Thursday, May 20, 2010

US National Intelligence Director to resign over failure to stop terror plots

Dennis Blair, U.S. National Intelligence Director, is going to resign, evidently over his failure to detect terrorist plots. Blair will be remembered as the fellow who wanted to appoint Chas Freeman, a Saudi groupie and a fan of human rights suppression in China, to vet the National Intelligence Report.  Blair cannot really be blamed for the intelligence failures. U.S. intelligence reports are now forbidden from mentioning "Islam" and "Islamic." The reports must read something like this, "We have reliable information that a terrorist will blow up an airliner. We can't say anything about his motivation or identify his religion." Not much to go on there, is there? So nobody knew where to look for the terrorists.
 
Wait and see. The usual people will blame Blair's resignation on the "Zionist lobby."
 
Ami Isseroff
 
 
By Greg Miller
Washington Post Staff Writer
Thursday, May 20, 2010; 6:20 PM
 
Dennis C. Blair is expected to offer his formal resignation Friday as the nation's intelligence director after a relatively brief tenure marred by failures of U.S. spy agencies to detect new terrorist plots and by political missteps that undermined his standing with the White House, U.S. and congressional officials said.
 
"We have been interviewing several strong candidates to be his replacement," a U.S. official said.
 
Blair, a retired U.S. Navy admiral, was President Obama's surprise pick last year to serve as director of national intelligence, a position that put him in charge of carrying out Obama's campaign pledge to terminate controversial programs -- including the CIA's use of harsh interrogation methods -- that had drawn condemnation around the world.
 
Much like his predecessors, Blair struggled to gain traction in a job that was created five years ago to solve systemic problems that had contributed to the Sept. 11, 2001 attacks. In the view of many experts, his office was given inadequate authority to accomplish the task.
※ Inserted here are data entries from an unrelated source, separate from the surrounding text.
/// User domain types
use crate::error::{Result, RosterError};
use crate::types::UserId;
use chrono::{DateTime, Utc};
use serde::{Deserialize, Serialize};

/// Stored user record
#[derive(Debug, Clone, PartialEq, Eq, Serialize, Deserialize)]
#[serde(rename_all = "camelCase")]
pub struct User {
    /// Store-assigned identifier
    #[serde(rename = "_id")]
    pub id: UserId,

    /// Display name
    pub name: String,

    /// Contact address
    pub email: String,

    /// Age in years
    pub age: i64,

    /// Server-assigned creation timestamp
    pub created_at: DateTime<Utc>,
}

/// Validated user ready to be inserted; the store assigns the id
#[derive(Debug, Clone, PartialEq, Eq)]
pub struct NewUser {
    /// Display name, never empty
    pub name: String,

    /// Address that passed `is_valid_email`
    pub email: String,

    /// Age in years
    pub age: i64,

    /// Creation timestamp stamped by the service
    pub created_at: DateTime<Utc>,
}

/// Body of `POST /users`
///
/// Every field is optional at the serde level so that a missing field is
/// reported by `validate` with a message naming it. Unknown fields,
/// `createdAt` included, are ignored.
#[derive(Debug, Clone, Default, Deserialize)]
pub struct CreateUser {
    /// Display name
    pub name: Option<String>,

    /// Contact address
    pub email: Option<String>,

    /// Age in years
    pub age: Option<i64>,
}

impl CreateUser {
    /// Check required fields and email syntax, stamping `created_at`
    pub fn validate(self, created_at: DateTime<Utc>) -> Result<NewUser> {
        let name = self
            .name
            .ok_or_else(|| RosterError::validation("name is required"))?;
        if name.trim().is_empty() {
            return Err(RosterError::validation("name must not be empty"));
        }

        let email = self
            .email
            .ok_or_else(|| RosterError::validation("email is required"))?;
        if !is_valid_email(&email) {
            return Err(RosterError::validation(format!(
                "email '{}' is not a valid address",
                email
            )));
        }

        // zero is treated as absent, like the other required fields
        let age = self
            .age
            .filter(|age| *age != 0)
            .ok_or_else(|| RosterError::validation("age is required"))?;

        Ok(NewUser {
            name,
            email,
            age,
            created_at,
        })
    }
}

/// One element of the list response
///
/// Documents that have exactly the `User` shape decode into `User`. Anything
/// else (legacy field names, extra fields, other types) is passed through
/// untouched as an object of unknown shape.
#[derive(Debug, Clone, PartialEq, Serialize)]
#[serde(untagged)]
pub enum UserRecord {
    /// Document matching the current schema
    User(User),

    /// Document of unknown shape, already converted to JSON
    Unknown(serde_json::Map<String, serde_json::Value>),
}

impl UserRecord {
    /// Email of the record, when it has a string `email` field
    pub fn email(&self) -> Option<&str> {
        match self {
            Self::User(user) => Some(&user.email),
            Self::Unknown(fields) => fields.get("email").and_then(serde_json::Value::as_str),
        }
    }
}

/// Basic `local@domain` syntax check
///
/// Requires exactly one `@`, a non-empty local part, no whitespace or control
/// characters, and a domain of at least two non-empty dot-separated labels.
/// A single trailing dot on the domain (`example.com.`) is allowed.
pub fn is_valid_email(email: &str) -> bool {
    if email
        .chars()
        .any(|c| c.is_whitespace() || c.is_control())
    {
        return false;
    }

    let Some((local, domain)) = email.split_once('@') else {
        return false;
    };
    if local.is_empty() || domain.is_empty() || domain.contains('@') {
        return false;
    }

    let domain = domain.strip_suffix('.').unwrap_or(domain);
    let mut labels = domain.split('.');
    labels.clone().count() >= 2 && labels.all(|label| !label.is_empty())
}
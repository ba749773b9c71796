//! Roster Core
//!
//! Store-agnostic domain types, validation, and the storage trait for the
//! user record service.
//!
//! # Architecture
//!
//! The core crate defines:
//! - **Domain Types**: `User`, `NewUser`, `UserRecord`, `UserId`
//! - **Validation**: `CreateUser::validate` turns a request body into a `NewUser`
//! - **Core Traits**: `UserStore`, implemented by `roster-storage`
//! - **Error Handling**: Unified `RosterError` and `Result` types
//!
//! # Example
//!
//! ```rust
//! use roster_core::types::{CreateUser, UserId};
//!
//! let request = CreateUser {
//!     name: Some("Ada".to_string()),
//!     email: Some("ada@example.com".to_string()),
//!     age: Some(36),
//! };
//! let new_user = request.validate(chrono::Utc::now()).unwrap();
//! assert_eq!(new_user.email, "ada@example.com");
//!
//! assert!(UserId::parse("not-a-valid-object-id").is_err());
//! ```

#![forbid(unsafe_code)]
#![warn(missing_docs)]

pub mod error;
pub mod storage;
pub mod types;

// Re-export commonly used types
pub use error::{Result, RosterError};
pub use storage::UserStore;
pub use types::{is_valid_email, CreateUser, NewUser, User, UserId, UserRecord};
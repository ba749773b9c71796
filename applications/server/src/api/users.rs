/// Users API routes
use crate::{
    api::health::MessageResponse,
    error::{Result, ServerError},
    state::AppState,
};
use axum::{
    extract::{rejection::JsonRejection, Path, State},
    Json,
};
use chrono::Utc;
use roster_core::{CreateUser, RosterError, UserId, UserRecord};
use serde::Serialize;

pub const LIST_FAILED: &str = "Error al obtener usuarios";
pub const INSERT_FAILED: &str = "Error al insertar usuario";
pub const DELETE_FAILED: &str = "Error al eliminar usuario";
pub const INVALID_ID: &str = "ID inválido";
pub const NOT_FOUND: &str = "Usuario no encontrado";
pub const CREATED: &str = "Usuario creado";
pub const DELETED: &str = "Usuario eliminado";

#[derive(Debug, Serialize)]
pub struct CreateUserResponse {
    pub message: &'static str,
    pub id: UserId,
}

/// GET /users
/// List every stored record
pub async fn list_users(State(app_state): State<AppState>) -> Result<Json<Vec<UserRecord>>> {
    let users = app_state
        .with_deadline(app_state.store.list_users())
        .await
        .map_err(ServerError::store(LIST_FAILED))?;

    Ok(Json(users))
}

/// POST /users
/// Validate the body, stamp createdAt and insert
pub async fn create_user(
    State(app_state): State<AppState>,
    payload: std::result::Result<Json<CreateUser>, JsonRejection>,
) -> Result<Json<CreateUserResponse>> {
    let Json(request) = payload.map_err(|rejection| ServerError::BadRequest(rejection.body_text()))?;

    let new_user = request.validate(Utc::now()).map_err(|err| match err {
        RosterError::Validation(msg) => ServerError::BadRequest(msg),
        other => ServerError::BadRequest(other.to_string()),
    })?;

    let id = app_state
        .with_deadline(app_state.store.insert_user(new_user))
        .await
        .map_err(ServerError::store(INSERT_FAILED))?;

    tracing::info!("Created user {}", id);
    Ok(Json(CreateUserResponse {
        message: CREATED,
        id,
    }))
}

/// DELETE /users/:id
/// Delete one record by id
pub async fn delete_user(
    Path(id): Path<String>,
    State(app_state): State<AppState>,
) -> Result<Json<MessageResponse>> {
    let user_id =
        UserId::parse(&id).map_err(|_| ServerError::BadRequest(INVALID_ID.to_string()))?;

    let deleted = app_state
        .with_deadline(app_state.store.delete_user(user_id))
        .await
        .map_err(ServerError::store(DELETE_FAILED))?;

    if deleted == 0 {
        return Err(ServerError::NotFound(NOT_FOUND.to_string()));
    }

    tracing::info!("Deleted user {}", user_id);
    Ok(Json(MessageResponse { message: DELETED }))
}
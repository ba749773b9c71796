/// Core error types for Roster
use std::time::Duration;
use thiserror::Error;

/// Result type alias using `RosterError`
pub type Result<T> = std::result::Result<T, RosterError>;

/// Core error type for Roster
#[derive(Error, Debug)]
pub enum RosterError {
    /// Request body failed the required/format checks
    #[error("Validation failed: {0}")]
    Validation(String),

    /// Identifier is not a 24 character hex ObjectId
    #[error("Invalid user id: {0}")]
    InvalidId(String),

    /// Store connectivity, query, insert or delete failure
    #[error("Store error: {0}")]
    Store(String),

    /// A stored document could not be decoded
    #[error("Decode error: {0}")]
    Decode(String),

    /// Store call exceeded its deadline
    #[error("Store operation timed out after {0:?}")]
    Timeout(Duration),
}

impl RosterError {
    /// Create a validation error
    pub fn validation(msg: impl Into<String>) -> Self {
        Self::Validation(msg.into())
    }

    /// Create a store error
    pub fn store(msg: impl Into<String>) -> Self {
        Self::Store(msg.into())
    }

    /// Create a decode error
    pub fn decode(msg: impl Into<String>) -> Self {
        Self::Decode(msg.into())
    }
}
Blair lost turf battles to CIA Director Leon E. Panetta, was forced to retreat from personnel decisions, and made comments in public testimony that were sometimes seen as embarrassing to the administration.
 
But the timing of the announcement suggests that the administration had lost confidence in Blair after the agencies he oversees came under sharp new criticism for their failure to detect or prevent new terrorist plots. Among them were the attempted bombing of a Detroit-bound airliner on Christmas Day, as well as the failed car bombing of Times Square earlier this month.
 
The Senate Intelligence Committee issued a scathing new report of U.S. spy agencies' handling of the airline plot this week, documenting at least 14 distinct failures to take steps that might have prevented a Nigerian man from boarding the aircraft with a bomb hidden in his underwear.
 
Blair reportedly offered to resign during a meeting with Obama in the Oval Office on Thursday. ABC News was the first to report that Obama had accepted the offer, making Blair the highest ranking member of the administration so far to depart.